REQUIRED ACTION =
Write out every entry exactly as it stands.

--- ENTRIES SUPPLIED Enclosed Below ---

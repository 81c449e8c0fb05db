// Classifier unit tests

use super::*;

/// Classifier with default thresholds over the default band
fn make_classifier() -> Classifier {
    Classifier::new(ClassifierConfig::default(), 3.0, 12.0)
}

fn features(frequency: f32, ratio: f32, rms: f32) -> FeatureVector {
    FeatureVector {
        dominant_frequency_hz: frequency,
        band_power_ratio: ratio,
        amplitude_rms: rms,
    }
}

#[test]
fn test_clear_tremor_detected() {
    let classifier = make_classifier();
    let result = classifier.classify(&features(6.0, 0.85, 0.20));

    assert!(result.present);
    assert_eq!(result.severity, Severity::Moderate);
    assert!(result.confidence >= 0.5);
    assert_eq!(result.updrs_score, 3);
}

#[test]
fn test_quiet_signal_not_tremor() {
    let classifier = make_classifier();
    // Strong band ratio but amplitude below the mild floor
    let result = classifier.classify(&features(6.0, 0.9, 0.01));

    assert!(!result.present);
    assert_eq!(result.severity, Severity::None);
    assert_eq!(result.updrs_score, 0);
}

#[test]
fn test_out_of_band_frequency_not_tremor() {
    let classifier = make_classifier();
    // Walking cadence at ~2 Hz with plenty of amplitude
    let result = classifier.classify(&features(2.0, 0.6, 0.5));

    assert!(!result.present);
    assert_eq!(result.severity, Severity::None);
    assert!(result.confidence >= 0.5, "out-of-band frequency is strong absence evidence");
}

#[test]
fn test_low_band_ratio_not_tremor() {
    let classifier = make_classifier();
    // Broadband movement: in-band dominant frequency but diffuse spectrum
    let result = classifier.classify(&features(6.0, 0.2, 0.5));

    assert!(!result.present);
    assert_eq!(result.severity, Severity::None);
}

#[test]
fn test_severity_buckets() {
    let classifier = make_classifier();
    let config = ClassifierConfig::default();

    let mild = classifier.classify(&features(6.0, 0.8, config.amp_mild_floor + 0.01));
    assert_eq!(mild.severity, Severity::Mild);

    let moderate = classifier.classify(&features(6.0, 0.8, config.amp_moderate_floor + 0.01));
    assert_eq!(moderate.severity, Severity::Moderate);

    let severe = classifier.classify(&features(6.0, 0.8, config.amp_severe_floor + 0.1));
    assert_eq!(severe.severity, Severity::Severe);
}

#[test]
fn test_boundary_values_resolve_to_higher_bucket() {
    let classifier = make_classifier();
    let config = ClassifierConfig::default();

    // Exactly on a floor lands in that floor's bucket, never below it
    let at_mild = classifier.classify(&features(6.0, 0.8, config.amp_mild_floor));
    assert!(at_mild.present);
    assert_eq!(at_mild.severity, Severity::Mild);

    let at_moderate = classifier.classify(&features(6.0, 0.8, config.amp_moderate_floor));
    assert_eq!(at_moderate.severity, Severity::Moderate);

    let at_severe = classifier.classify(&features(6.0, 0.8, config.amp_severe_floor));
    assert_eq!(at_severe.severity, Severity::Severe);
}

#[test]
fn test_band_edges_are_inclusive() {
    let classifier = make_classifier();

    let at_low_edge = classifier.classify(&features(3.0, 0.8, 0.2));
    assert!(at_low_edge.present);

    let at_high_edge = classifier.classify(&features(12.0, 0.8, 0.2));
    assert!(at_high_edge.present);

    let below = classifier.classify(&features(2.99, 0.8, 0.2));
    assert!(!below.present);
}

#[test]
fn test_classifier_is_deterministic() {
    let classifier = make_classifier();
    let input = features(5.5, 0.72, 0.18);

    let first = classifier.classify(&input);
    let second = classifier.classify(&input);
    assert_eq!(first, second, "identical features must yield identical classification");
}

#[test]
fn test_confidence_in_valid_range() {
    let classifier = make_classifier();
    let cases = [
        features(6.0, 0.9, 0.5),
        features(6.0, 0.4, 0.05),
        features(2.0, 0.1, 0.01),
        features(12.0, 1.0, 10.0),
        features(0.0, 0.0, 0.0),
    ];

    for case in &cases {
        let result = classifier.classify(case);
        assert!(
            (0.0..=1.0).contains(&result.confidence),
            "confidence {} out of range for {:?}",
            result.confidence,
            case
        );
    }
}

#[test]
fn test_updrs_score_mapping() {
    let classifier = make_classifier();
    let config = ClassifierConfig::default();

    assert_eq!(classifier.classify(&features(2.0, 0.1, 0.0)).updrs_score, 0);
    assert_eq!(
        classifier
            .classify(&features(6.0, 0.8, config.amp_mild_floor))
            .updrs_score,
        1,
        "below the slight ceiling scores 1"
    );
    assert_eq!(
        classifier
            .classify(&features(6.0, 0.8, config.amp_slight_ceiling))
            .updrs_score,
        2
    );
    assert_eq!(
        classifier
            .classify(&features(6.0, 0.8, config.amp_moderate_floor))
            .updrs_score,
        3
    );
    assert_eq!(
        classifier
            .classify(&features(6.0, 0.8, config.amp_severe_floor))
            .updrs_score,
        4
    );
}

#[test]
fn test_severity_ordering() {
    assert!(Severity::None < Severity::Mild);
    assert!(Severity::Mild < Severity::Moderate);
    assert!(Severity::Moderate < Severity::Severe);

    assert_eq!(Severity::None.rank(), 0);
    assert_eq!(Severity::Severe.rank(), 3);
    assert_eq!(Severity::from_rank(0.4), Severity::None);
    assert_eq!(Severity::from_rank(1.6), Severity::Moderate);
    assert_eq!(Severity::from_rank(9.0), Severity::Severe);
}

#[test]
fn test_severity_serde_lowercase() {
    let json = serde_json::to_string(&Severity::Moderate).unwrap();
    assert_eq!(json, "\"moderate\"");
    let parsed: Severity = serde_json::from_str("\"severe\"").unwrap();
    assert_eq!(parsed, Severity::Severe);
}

--- End of Enclosed ENTRIES SUPPLIED ---

EXERCISE ANSWER =
repository 81c449e8c0fb05db
// Classifier unit tests

use super::*;

/// Classifier with default thresholds over the default band
fn make_classifier() -> Classifier {
    Classifier::new(ClassifierConfig::default(), 3.0, 12.0)
}

fn features(frequency: f32, ratio: f32, rms: f32) -> FeatureVector {
    FeatureVector {
        dominant_frequency_hz: frequency,
        band_power_ratio: ratio,
        amplitude_rms: rms,
    }
}

#[test]
fn test_clear_tremor_detected() {
    let classifier = make_classifier();
    let result = classifier.classify(&features(6.0, 0.85, 0.20));

    assert!(result.present);
    assert_eq!(result.severity, Severity::Moderate);
    assert!(result.confidence >= 0.5);
    assert_eq!(result.updrs_score, 3);
}

#[test]
fn test_quiet_signal_not_tremor() {
    let classifier = make_classifier();
    // Strong band ratio but amplitude below the mild floor
    let result = classifier.classify(&features(6.0, 0.9, 0.01));

    assert!(!result.present);
    assert_eq!(result.severity, Severity::None);
    assert_eq!(result.updrs_score, 0);
}

#[test]
fn test_out_of_band_frequency_not_tremor() {
    let classifier = make_classifier();
    // Walking cadence at ~2 Hz with plenty of amplitude
    let result = classifier.classify(&features(2.0, 0.6, 0.5));

    assert!(!result.present);
    assert_eq!(result.severity, Severity::None);
    assert!(result.confidence >= 0.5, "out-of-band frequency is strong absence evidence");
}

#[test]
fn test_low_band_ratio_not_tremor() {
    let classifier = make_classifier();
    // Broadband movement: in-band dominant frequency but diffuse spectrum
    let result = classifier.classify(&features(6.0, 0.2, 0.5));

    assert!(!result.present);
    assert_eq!(result.severity, Severity::None);
}

#[test]
fn test_severity_buckets() {
    let classifier = make_classifier();
    let config = ClassifierConfig::default();

    let mild = classifier.classify(&features(6.0, 0.8, config.amp_mild_floor + 0.01));
    assert_eq!(mild.severity, Severity::Mild);

    let moderate = classifier.classify(&features(6.0, 0.8, config.amp_moderate_floor + 0.01));
    assert_eq!(moderate.severity, Severity::Moderate);

    let severe = classifier.classify(&features(6.0, 0.8, config.amp_severe_floor + 0.1));
    assert_eq!(severe.severity, Severity::Severe);
}

#[test]
fn test_boundary_values_resolve_to_higher_bucket() {
    let classifier = make_classifier();
    let config = ClassifierConfig::default();

    // Exactly on a floor lands in that floor's bucket, never below it
    let at_mild = classifier.classify(&features(6.0, 0.8, config.amp_mild_floor));
    assert!(at_mild.present);
    assert_eq!(at_mild.severity, Severity::Mild);

    let at_moderate = classifier.classify(&features(6.0, 0.8, config.amp_moderate_floor));
    assert_eq!(at_moderate.severity, Severity::Moderate);

    let at_severe = classifier.classify(&features(6.0, 0.8, config.amp_severe_floor));
    assert_eq!(at_severe.severity, Severity::Severe);
}

#[test]
fn test_band_edges_are_inclusive() {
    let classifier = make_classifier();

    let at_low_edge = classifier.classify(&features(3.0, 0.8, 0.2));
    assert!(at_low_edge.present);

    let at_high_edge = classifier.classify(&features(12.0, 0.8, 0.2));
    assert!(at_high_edge.present);

    let below = classifier.classify(&features(2.99, 0.8, 0.2));
    assert!(!below.present);
}

#[test]
fn test_classifier_is_deterministic() {
    let classifier = make_classifier();
    let input = features(5.5, 0.72, 0.18);

    let first = classifier.classify(&input);
    let second = classifier.classify(&input);
    assert_eq!(first, second, "identical features must yield identical classification");
}

#[test]
fn test_confidence_in_valid_range() {
    let classifier = make_classifier();
    let cases = [
        features(6.0, 0.9, 0.5),
        features(6.0, 0.4, 0.05),
        features(2.0, 0.1, 0.01),
        features(12.0, 1.0, 10.0),
        features(0.0, 0.0, 0.0),
    ];

    for case in &cases {
        let result = classifier.classify(case);
        assert!(
            (0.0..=1.0).contains(&result.confidence),
            "confidence {} out of range for {:?}",
            result.confidence,
            case
        );
    }
}

#[test]
fn test_updrs_score_mapping() {
    let classifier = make_classifier();
    let config = ClassifierConfig::default();

    assert_eq!(classifier.classify(&features(2.0, 0.1, 0.0)).updrs_score, 0);
    assert_eq!(
        classifier
            .classify(&features(6.0, 0.8, config.amp_mild_floor))
            .updrs_score,
        1,
        "below the slight ceiling scores 1"
    );
    assert_eq!(
        classifier
            .classify(&features(6.0, 0.8, config.amp_slight_ceiling))
            .updrs_score,
        2
    );
    assert_eq!(
        classifier
            .classify(&features(6.0, 0.8, config.amp_moderate_floor))
            .updrs_score,
        3
    );
    assert_eq!(
        classifier
            .classify(&features(6.0, 0.8, config.amp_severe_floor))
            .updrs_score,
        4
    );
}

#[test]
fn test_severity_ordering() {
    assert!(Severity::None < Severity::Mild);
    assert!(Severity::Mild < Severity::Moderate);
    assert!(Severity::Moderate < Severity::Severe);

    assert_eq!(Severity::None.rank(), 0);
    assert_eq!(Severity::Severe.rank(), 3);
    assert_eq!(Severity::from_rank(0.4), Severity::None);
    assert_eq!(Severity::from_rank(1.6), Severity::Moderate);
    assert_eq!(Severity::from_rank(9.0), Severity::Severe);
}

#[test]
fn test_severity_serde_lowercase() {
    let json = serde_json::to_string(&Severity::Moderate).unwrap();
    assert_eq!(json, "\"moderate\"");
    let parsed: Severity = serde_json::from_str("\"severe\"").unwrap();
    assert_eq!(parsed, Severity::Severe);
}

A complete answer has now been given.